Gli alpini apuani non hanno dimenticato l’Abruzzo, la regione sconvolta la tragica mattina del 6 aprile 2009 da un terremoto di magnitudo 5,9 che seminò morte e distruzione. A distanza di quasi due anni dal sisma le penne nere sono tornate per portare in dono 30 tonnellate di marmo per realizzare la chiesa di San Lorenzo nel piccolo centro di Fossa –uno dei più colpiti dal sisma, assieme alla vicina Onna- “adottato” dall’associazione nazionale alpini che lì ha costruito il “villaggio alpini”.
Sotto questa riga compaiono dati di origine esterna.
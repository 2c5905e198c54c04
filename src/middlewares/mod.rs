//! 미들웨어 모듈
//!
//! ActixWeb 애플리케이션의 요청 처리 파이프라인에서 사용되는 미들웨어들을
//! 제공합니다. 횡단 관심사(Cross-cutting concerns)를 처리합니다.
//!
//! # 제공 미들웨어
//!
//! ### 1. 인증 미들웨어 (AuthMiddleware)
//! - JWT 토큰 기반 인증 검증
//! - Bearer 토큰 추출 및 검증
//! - 인증된 사용자 정보를 request extension에 저장
//!
//! ### 2. 타임아웃 미들웨어 (TimeoutMiddleware)
//! - 요청별 처리 시간 제한
//! - 초과 시 408 엔벨로프 응답
//!
//! ### 3. 패닉 복구 미들웨어 (RecoverMiddleware)
//! - 핸들러 패닉을 포착하여 프로세스 종료 방지
//! - 일반 500 엔벨로프 응답으로 변환
//!
//! # 사용 방법
//!
//! ```rust,ignore
//! use actix_web::{web, App};
//!
//! App::new()
//!     .wrap(RecoverMiddleware)
//!     .wrap(TimeoutMiddleware::from_config())
//!     .service(
//!         web::scope("/api/v1/users")
//!             .wrap(AuthMiddleware) // 보호된 라우트에만 인증 적용
//!             .route("", web::get().to(list_users))
//!     )
//! ```

pub mod auth_middleware;
mod auth_inner;
pub mod timeout;
pub mod recover;

// 미들웨어 재export
pub use auth_middleware::AuthMiddleware;
pub use timeout::TimeoutMiddleware;
pub use recover::RecoverMiddleware;
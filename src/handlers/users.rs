//! # User Management HTTP Handlers
//!
//! 사용자 관리와 관련된 HTTP 엔드포인트를 처리하는 핸들러 함수들입니다.
//! CRUD(Create, Read, Update, Delete) 작업과 목록 조회를 지원하며,
//! RESTful API 설계 원칙을 따릅니다.
//!
//! ## 엔드포인트
//!
//! | 메서드 | 경로 | 설명 | 성공 상태 코드 |
//! |--------|------|------|----------------|
//! | `GET` | `/users` | 사용자 목록 조회 | 200 OK |
//! | `GET` | `/users/{id}` | 사용자 조회 | 200 OK |
//! | `POST` | `/users` | 새 사용자 생성 | 201 Created |
//! | `PUT` | `/users/{id}` | 사용자 수정 | 200 OK |
//! | `DELETE` | `/users/{id}` | 사용자 삭제 | 204 No Content |
//!
//! 모든 라우트는 인증 미들웨어 뒤에 배치되므로, 핸들러 진입 시점에는
//! 요청 extension에 인증된 사용자 정보가 존재합니다.

use actix_web::{HttpResponse, delete, get, post, put, web};
use validator::Validate;

use crate::core::errors::AppError;
use crate::domain::auth::authenticated_user::AuthenticatedUser;
use crate::domain::dto::response::ResponseModel;
use crate::domain::dto::users::request::UserRequest;
use crate::handlers::validation::validation_message;
use crate::services::users::user_app_service::UserAppService;

/// 경로 파라미터의 사용자 ID를 파싱합니다.
///
/// 숫자가 아닌 값은 조회 전에 400으로 거부됩니다.
fn parse_user_id(raw: &str) -> Result<i64, AppError> {
    raw.parse::<i64>()
        .map_err(|_| AppError::ValidationError(format!("유효하지 않은 ID 형식입니다: {}", raw)))
}

/// 사용자 목록 조회 핸들러
///
/// # 엔드포인트
///
/// `GET /users`
///
/// # 응답
///
/// 200 OK, `data`에 사용자 배열 (순서 보장 없음)
#[get("")]
pub async fn list_users() -> Result<HttpResponse, AppError> {
    let service = UserAppService::instance();
    let users = service.get_all_users().await?;

    Ok(HttpResponse::Ok().json(ResponseModel::success("사용자 목록 조회 성공", users)))
}

/// 사용자 조회 핸들러
///
/// # 엔드포인트
///
/// `GET /users/{user_id}`
///
/// # 응답
///
/// * 200 OK - 사용자 정보
/// * 400 Bad Request - 잘못된 ID 형식 또는 0 이하의 ID
/// * 404 Not Found - 사용자 없음
#[get("/{user_id}")]
pub async fn get_user(user_id: web::Path<String>) -> Result<HttpResponse, AppError> {
    let id = parse_user_id(&user_id)?;

    let service = UserAppService::instance();
    let user = service.get_user_by_id(id).await?;

    Ok(HttpResponse::Ok().json(ResponseModel::success("사용자 조회 성공", user)))
}

/// 사용자 생성 핸들러
///
/// # 엔드포인트
///
/// `POST /users`
///
/// # 요청 본문
///
/// ```json
/// {
///   "name": "John Doe",
///   "email": "john@example.com",
///   "age": 30
/// }
/// ```
///
/// # 응답
///
/// * 201 Created - 생성된 사용자 (할당된 ID 포함)
/// * 400 Bad Request - 검증 실패 또는 이메일 중복
#[post("")]
pub async fn create_user(payload: web::Json<UserRequest>) -> Result<HttpResponse, AppError> {
    // 유효성 검사
    payload
        .validate()
        .map_err(|e| AppError::ValidationError(validation_message(&e)))?;

    let service = UserAppService::instance();
    let user = service.create_user(payload.into_inner()).await?;

    Ok(HttpResponse::Created().json(ResponseModel::success(
        "사용자가 성공적으로 생성되었습니다",
        user,
    )))
}

/// 사용자 수정 핸들러
///
/// # 엔드포인트
///
/// `PUT /users/{user_id}`
///
/// # 응답
///
/// * 200 OK - 수정된 사용자
/// * 400 Bad Request - 검증 실패 또는 이메일 중복
/// * 404 Not Found - 사용자 없음
#[put("/{user_id}")]
pub async fn update_user(
    user_id: web::Path<String>,
    payload: web::Json<UserRequest>,
) -> Result<HttpResponse, AppError> {
    let id = parse_user_id(&user_id)?;

    payload
        .validate()
        .map_err(|e| AppError::ValidationError(validation_message(&e)))?;

    let service = UserAppService::instance();
    let user = service.update_user(id, payload.into_inner()).await?;

    Ok(HttpResponse::Ok().json(ResponseModel::success(
        "사용자가 성공적으로 수정되었습니다",
        user,
    )))
}

/// 사용자 삭제 핸들러
///
/// 물리적 삭제(Hard Delete)이며 삭제된 ID는 재사용되지 않습니다.
///
/// # 엔드포인트
///
/// `DELETE /users/{user_id}`
///
/// # 응답
///
/// * 204 No Content - 삭제 성공
/// * 400 Bad Request - 잘못된 ID 형식
/// * 404 Not Found - 사용자 없음
#[delete("/{user_id}")]
pub async fn delete_user(
    user_id: web::Path<String>,
    auth: web::ReqData<AuthenticatedUser>,
) -> Result<HttpResponse, AppError> {
    let id = parse_user_id(&user_id)?;

    let service = UserAppService::instance();
    service.delete_user(id).await?;

    log::info!("사용자 삭제됨: ID {} (요청자: {})", id, auth.username);
    Ok(HttpResponse::NoContent().finish())
}

#[cfg(test)]
mod tests {
    use super::*;

    #[test]
    fn test_parse_user_id() {
        assert_eq!(parse_user_id("42").unwrap(), 42);
        assert!(matches!(
            parse_user_id("abc").unwrap_err(),
            AppError::ValidationError(_)
        ));
        assert!(matches!(
            parse_user_id("1.5").unwrap_err(),
            AppError::ValidationError(_)
        ));
    }
}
Il marmo è stato donato all’associazione nazionale alpini da tre aziende apuane: la Facciata,  la Em. Ba. Marmi e la AG Marmi. Il trasporto in abruzzo è invece stato pagato dagli alpini apuani. Il marmo è stato utilizzato per la pavimentazione della chiesa ed è stato scelto il calacatta macchia oro ed il bardiglio per la navata centrale. La chiesa, completamente nuova, è stata inaugurata il 27 novembre scorso alla presenza delle autorità ecclesiastiche, militari e civili tra cui il presidente emerito del Senato Francesco Marino (originario di un piccola località a pochi chilometri da Fossa) e il comandante della brigata Taurinense Francesco Figliuolo.

Gli alpini apuani non sono nuovi a donazioni simili, già nel 2002 in occasione del terremoto del Molise donarono i rivestimenti di marmo per una casa di riposo sorta a Ripabottoni  in provincia di Campobasso.